Les buis qui composent l’essentiel du belvédère sont récoltés dans les collines, les pergolas du potager sont confectionnées avec les acacias (Robinia pseudo-acacia) récupérés après un chantier d’entretien des lignes à hautes tensions près du village.

BRODERIES DE VIVACES :

Le projet implique non seulement de choisir des espèces adaptées aux conditions naturelles (A ce titre, les vivaces choisies sont frugales et peu exigeantes en eau), mais aussi d’instaurer une gestion simplifiée des espaces créés.

- L’association végétale proposée nécessite un entretien limité, beaucoup moins contraignant que des massifs composés de vivaces à entretien particulier.
Là, une fauche annuelle à la fin de l’hiver, couplée à la coupe ponctuelle des grandes vivaces qui auront fané à l’intérieur des massifs résume cette gestion extensive.
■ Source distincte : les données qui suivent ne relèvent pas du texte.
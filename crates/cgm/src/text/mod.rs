// SPDX-License-Identifier: Apache-2.0 OR MIT
// Copyright (c) 2025-2026 naskel.com

//! Clear-text emission (ISO 8632-4).
//!
//! One statement per command, terminated by `;`. Lexical rules are applied
//! uniformly: delimiter keywords are UPPERCASE and flush-left (picture and
//! application-structure delimiters carry one leading space), metafile
//! descriptor statements are lowercase with one space, everything from the
//! picture descriptor down is lowercase with two spaces. `MAXVDCEXT` and
//! `MESSAGE` keep their historical uppercase one-space form.
//!
//! The emitter replays the VDC-type portion of the metafile state so that
//! coordinate formatting matches what the decoder saw, including the
//! integer-VDC compatibility override.

pub mod writer;

use crate::commands::{attribute, control, delimiter, external, metafile, picture, primitive};
use crate::commands::Command;
use crate::config::{CodecConfig, VdcMode};
use crate::diag::{Diagnostic, Severity};
use crate::state::VdcType;
use crate::types::{Point, Sdr, SdrValue};
use self::writer::ClearTextWriter;
use std::io;

/// Indent for metafile descriptor statements.
pub(crate) const INDENT_DESCRIPTOR: &str = " ";
/// Indent for picture descriptor, control, primitive and attribute
/// statements.
pub(crate) const INDENT_BODY: &str = "  ";

/// Emit-side state: the formatting-relevant slice of the metafile state,
/// replayed command by command.
pub(crate) struct EmitState {
    /// VDC values print as reals (either the stream declared real VDCs or
    /// the compatibility override is active).
    pub vdc_real_out: bool,
    pub vdc_mode: VdcMode,
    pub emit_unknown_as_comment: bool,
    pub diagnostics: Vec<Diagnostic>,
}

impl EmitState {
    pub(crate) fn new(config: &CodecConfig) -> Self {
        EmitState {
            vdc_real_out: false,
            vdc_mode: config.vdc_mode,
            emit_unknown_as_comment: config.emit_unknown_as_comment,
            diagnostics: Vec::new(),
        }
    }

    /// Record the VDC type declared by the stream, applying the override.
    /// Returns the type to print.
    pub(crate) fn apply_vdc_type(&mut self, declared: VdcType) -> VdcType {
        match (declared, self.vdc_mode) {
            (VdcType::Integer, VdcMode::ForceRealVdcOnEmit) => {
                self.vdc_real_out = true;
                self.diagnostics.push(Diagnostic::new(
                    Severity::Info,
                    1,
                    3,
                    0,
                    "emitting vdctype real instead of integer (as decoded) for viewer \
                     compatibility; subsequent VDC values are formatted as reals",
                ));
                log::debug!("[emit] integer VDC type rewritten as real");
                VdcType::Real
            }
            (VdcType::Integer, VdcMode::PreserveVdcType) => {
                self.vdc_real_out = false;
                VdcType::Integer
            }
            (VdcType::Real, _) => {
                self.vdc_real_out = true;
                VdcType::Real
            }
        }
    }

    /// Format one VDC value: real with four decimals, or a bare integer
    /// when the stream's VDCs are integral and the override is off.
    pub(crate) fn fmt_vdc(&self, value: f64) -> String {
        if self.vdc_real_out {
            fmt_real(value)
        } else {
            format!("{}", value as i64)
        }
    }

    /// Format a point as `(x,y)`. When y is zero and x negative, y keeps a
    /// minus sign (reference-writer interop quirk).
    pub(crate) fn fmt_point(&self, p: Point) -> String {
        let x = self.fmt_vdc(p.x);
        let y = self.fmt_vdc(p.y);
        let sign = if y == self.fmt_vdc(0.0) && p.x < 0.0 {
            "-"
        } else {
            ""
        };
        format!("({},{}{})", x, sign, y)
    }
}

/// Four digits after the decimal point, no scientific notation.
pub(crate) fn fmt_real(value: f64) -> String {
    format!("{:.4}", value)
}

/// Single-quoted string literal: inner quotes doubled, control characters
/// other than CR/LF/TAB dropped.
pub(crate) fn quote_str(s: &str) -> String {
    let mut out = String::with_capacity(s.len() + 2);
    out.push('\'');
    for c in s.chars() {
        if c == '\'' {
            out.push_str("''");
        } else if c as u32 >= 32 || matches!(c, '\r' | '\n' | '\t') {
            out.push(c);
        }
    }
    out.push('\'');
    out
}

pub(crate) fn on_off(value: bool) -> &'static str {
    if value {
        "on"
    } else {
        "off"
    }
}

pub(crate) fn yes_no(value: bool) -> &'static str {
    if value {
        "yes"
    } else {
        "no"
    }
}

/// Clear-text form of an SDR: `type count value...` per member, nested
/// records parenthesized.
pub(crate) fn fmt_sdr(sdr: &Sdr) -> String {
    let mut parts = Vec::new();
    for member in &sdr.members {
        parts.push(member.data_type.code().to_string());
        parts.push(member.values.len().to_string());
        for value in &member.values {
            parts.push(fmt_sdr_value(value));
        }
    }
    parts.join(" ")
}

fn fmt_sdr_value(value: &SdrValue) -> String {
    match value {
        SdrValue::Record(nested) => format!("({})", fmt_sdr(nested)),
        SdrValue::ColourIndex(i) => i.to_string(),
        SdrValue::Colour { r, g, b } => format!("{} {} {}", r, g, b),
        SdrValue::Name(v) | SdrValue::Integer(v) | SdrValue::Index(v) => v.to_string(),
        SdrValue::Enumerated(v) => v.to_string(),
        SdrValue::Real(v) | SdrValue::Vdc(v) | SdrValue::ViewportCoordinate(v) => fmt_real(*v),
        SdrValue::String(s) => quote_str(s),
        SdrValue::Unsigned8(v) => v.to_string(),
        SdrValue::Unsigned16(v) => v.to_string(),
        SdrValue::Unsigned32(v) => v.to_string(),
    }
}

/// Emit the command list as clear text. Returns the emit-side diagnostics;
/// sink errors surface unchanged.
pub(crate) fn emit_with(
    config: &CodecConfig,
    commands: &[Command],
    sink: &mut dyn io::Write,
) -> io::Result<Vec<Diagnostic>> {
    let mut w = ClearTextWriter::new(sink, config.wrap_column);
    let mut es = EmitState::new(config);
    for command in commands {
        emit_command(command, &mut w, &mut es)?;
    }
    Ok(es.diagnostics)
}

fn emit_command(
    cmd: &Command,
    w: &mut ClearTextWriter<'_>,
    es: &mut EmitState,
) -> io::Result<()> {
    if let Command::Unknown {
        element_class,
        element_id,
        ..
    } = cmd
    {
        if es.emit_unknown_as_comment {
            return w.statement(
                "",
                &format!(
                    "% Unknown command: Class={}, ID={} %;",
                    element_class, element_id
                ),
            );
        }
        return Ok(());
    }

    match cmd.element_class() {
        0 => delimiter::emit(cmd, w, es),
        1 => metafile::emit(cmd, w, es),
        2 => picture::emit(cmd, w, es),
        3 => control::emit(cmd, w, es),
        4 => primitive::emit(cmd, w, es),
        5 => attribute::emit(cmd, w, es),
        7 | 9 => external::emit(cmd, w, es),
        _ => Ok(()),
    }
}

#[cfg(test)]
mod tests {
    use super::*;
    use crate::types::{SdrDataType, SdrMember};

    #[test]
    fn test_fmt_real_keeps_four_decimals() {
        assert_eq!(fmt_real(1.0), "1.0000");
        assert_eq!(fmt_real(-0.5), "-0.5000");
        assert_eq!(fmt_real(32767.0), "32767.0000");
    }

    #[test]
    fn test_quote_str_doubles_inner_quotes() {
        assert_eq!(quote_str("it's"), "'it''s'");
        assert_eq!(quote_str(""), "''");
    }

    #[test]
    fn test_quote_str_drops_control_characters() {
        assert_eq!(quote_str("a\u{0}b\u{7}c"), "'abc'");
        assert_eq!(quote_str("a\tb"), "'a\tb'");
    }

    #[test]
    fn test_vdc_formatting_follows_override() {
        let mut es = EmitState::new(&CodecConfig::default());
        assert_eq!(es.fmt_vdc(16.0), "16");
        assert_eq!(es.apply_vdc_type(VdcType::Integer), VdcType::Real);
        assert_eq!(es.fmt_vdc(16.0), "16.0000");
        assert_eq!(es.diagnostics.len(), 1);
        assert_eq!(es.diagnostics[0].severity, Severity::Info);
    }

    #[test]
    fn test_vdc_type_preserved_when_configured() {
        let config = CodecConfig {
            vdc_mode: VdcMode::PreserveVdcType,
            ..CodecConfig::default()
        };
        let mut es = EmitState::new(&config);
        assert_eq!(es.apply_vdc_type(VdcType::Integer), VdcType::Integer);
        assert_eq!(es.fmt_vdc(16.0), "16");
        assert!(es.diagnostics.is_empty());
    }

    #[test]
    fn test_point_negative_zero_quirk() {
        let mut es = EmitState::new(&CodecConfig::default());
        es.vdc_real_out = true;
        assert_eq!(es.fmt_point(Point::new(-5.0, 0.0)), "(-5.0000,-0.0000)");
        assert_eq!(es.fmt_point(Point::new(5.0, 0.0)), "(5.0000,0.0000)");
    }

    #[test]
    fn test_fmt_sdr_members() {
        let sdr = Sdr {
            members: vec![SdrMember {
                data_type: SdrDataType::Integer,
                values: vec![SdrValue::Integer(3), SdrValue::Integer(-1)],
            }],
        };
        assert_eq!(fmt_sdr(&sdr), "5 2 3 -1");
    }
}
- Certaines vivaces, même desséchées, restent belles. Elles peuvent être laissées sur pied durant tout l’hiver, formant des portes graines qui assureront la propagation de l’espèce l’année suivante.
Ainsi, la gestion laisse une part d’imprévu, une liberté de mouvement des plantes au sein même du massif et ailleurs dans le parc, une acceptation de la plante vagabonde qui vient enrichir la palette mise en place.

- En limitant la main d’oeuvre, en réutilisant la matière fanée pour pailler et enrichir les massifs, en invitant la nature à apporter sa patte à l’aménagement, notre démarche s’inscrit pleinement dans une gestion économe et pratique, une gestion presque paysanne de l’espace.

- De plus, ces massifs fleuris produisent moins de CO2 qu’une surface enherbée, qui nécessite, pour rester rase, l’usage continu d’appareils de tonte à essence. Limiter les surfaces enherbées revient à économiser la ressource.